If your birthday is this week:  The stars say, you’ll hit your elbow on the corner of a table.  It will hurt like a bitch.

Aries:   Thanks to the popularity of the circus, a clown will invade your personal space.  Disturbingly, it will be somewhat erotic for you.

Taurus:   You’ll spot a cameraman lurking outside your house.  Flush your stash, it will turn out to be the cameraman for COPS.

Gemini:   This week you’ll pee your pants just enough to have it run down your leg.  Ew.

Lemini:   You will punch Jim Belushi.  No one will stop you.

Cancer:   Don’t send back your pancakes at the diner.  The waiter already spit on them, Lord knows what he’ll do if you make him carry them again.

Leo:   You might want to hire a new shrink.  You sessions should not involve sitting at a blackjack table while you talk about personal issues.

Virgo:   This week, you’ll drink so much tequila, you’ll end up tonguing and dry humping a brightly colored stuffed animal in a crosswalk.  Enjoy YouTube fame.

Libra:   The stars say, call his bet.  He’s bluffing.

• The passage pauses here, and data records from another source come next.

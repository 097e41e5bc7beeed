//! Watchdog for NaN and infinite samples.

use tracing::warn;

use crate::node::{ProcessContext, SignalProcessor};
use crate::pin::{Input, Output};

type Callback = Box<dyn FnMut(usize, f32) + Send>;

/// Passes its input through unchanged and reports every channel that holds a
/// non-finite sample.
///
/// The default report is a `tracing` warning. The engine itself never checks
/// sample values; put one of these wherever bad values need catching.
pub struct BadValueDetector {
    callback: Callback,
}

impl BadValueDetector {
    pub fn new() -> Self {
        Self {
            callback: Box::new(|channel, value| {
                warn!(channel, value = %value, "non-finite sample");
            }),
        }
    }

    /// Call `callback(channel, value)` instead of logging.
    pub fn with_callback(callback: impl FnMut(usize, f32) + Send + 'static) -> Self {
        Self {
            callback: Box::new(callback),
        }
    }
}

impl Default for BadValueDetector {
    fn default() -> Self {
        Self::new()
    }
}

impl SignalProcessor for BadValueDetector {
    fn generate(&mut self, _ctx: &ProcessContext, inputs: &[Input], outputs: &mut [Output]) {
        let input = inputs[0].samples();
        if input.is_empty() {
            outputs[0].samples_mut().fill(0.0);
            return;
        }
        for (channel, value) in input.iter().enumerate() {
            if !value.is_finite() {
                (self.callback)(channel, *value);
            }
        }
    }

    #[inline]
    fn num_inputs(&self) -> usize {
        1
    }

    #[inline]
    fn passes_through(&self) -> bool {
        true
    }
}

#[cfg(test)]
mod tests {
    use std::sync::Arc;

    use parking_lot::Mutex;

    use super::*;
    use crate::nodes::Constant;
    use crate::Graph;

    #[test]
    fn reports_non_finite_channels() {
        let reports = Arc::new(Mutex::new(Vec::new()));
        let sink = Arc::clone(&reports);

        let mut graph = Graph::new(44_100, 64);
        let source = graph.add(Constant::new(f32::NAN));
        let detector = graph.add(BadValueDetector::with_callback(move |channel, value| {
            sink.lock().push((channel, value.is_nan()));
        }));
        graph.set_output_channels(source, 0, 2).unwrap();
        graph.connect(&source, &detector).unwrap();
        graph.tick(source);
        graph.tick(detector);

        assert_eq!(*reports.lock(), vec![(0, true), (1, true)]);
        assert!(graph.output(detector, 0).unwrap().samples()[1].is_nan());

        graph.processor_mut::<Constant>(source).unwrap().set_value(0.5);
        graph.tick(source);
        graph.tick(detector);
        assert_eq!(reports.lock().len(), 2);
    }
}
//! Built-in nodes.
//!
//! Nodes are organized into two categories:
//!
//! ## Sources ([`source`])
//!
//! Generate a signal without needing a connected input:
//! - [`Constant`] - Outputs a [`Parameter`](crate::Parameter) value
//! - [`Sine`] - Sine oscillator with a frequency parameter
//!
//! ## Effects ([`effect`])
//!
//! Process their inputs:
//! - [`Gain`] - Multiply by a gain parameter
//! - [`Add`] - Add an offset parameter
//! - [`PassThrough`] - Copy inputs to outputs unchanged (group proxies use these)
//! - [`UpMixer`] - Repeat input channels up to a fixed channel count
//! - [`Delay`] - Per-channel delay line with a delay time parameter
//! - [`BadValueDetector`] - Report NaN and infinite samples
//!
//! Parameters that can be driven by a signal live on a dedicated input; see
//! each node's documentation for which one.

pub mod effect;
pub mod source;

pub use effect::{Add, BadValueDetector, Delay, Gain, Multiply, PassThrough, UpMixer};
pub use source::{Constant, Sine};
mod add;
mod bad_value;
mod delay;
mod gain;
mod pass_through;
mod up_mixer;

pub use add::*;
pub use bad_value::*;
pub use delay::*;
pub use gain::*;
pub use pass_through::*;
pub use up_mixer::*;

Scorpio:   Your mobile home orgy spills out onto the highway.  Maybe next time don’t drive while participating.

Sagittarius:   Your book about the Amish is a flop.  Mostly because you release it on a Kindle.

Capricorn:   Your drug dealing spouse will finally get their act together and start ordering his product directly from Columbia.

Aquarius:   The stars say, just ask her out.  You should get your humiliating turn down over with so you can settle for someone else.

Pisces:  There is a party in your pants this week and you’re invited!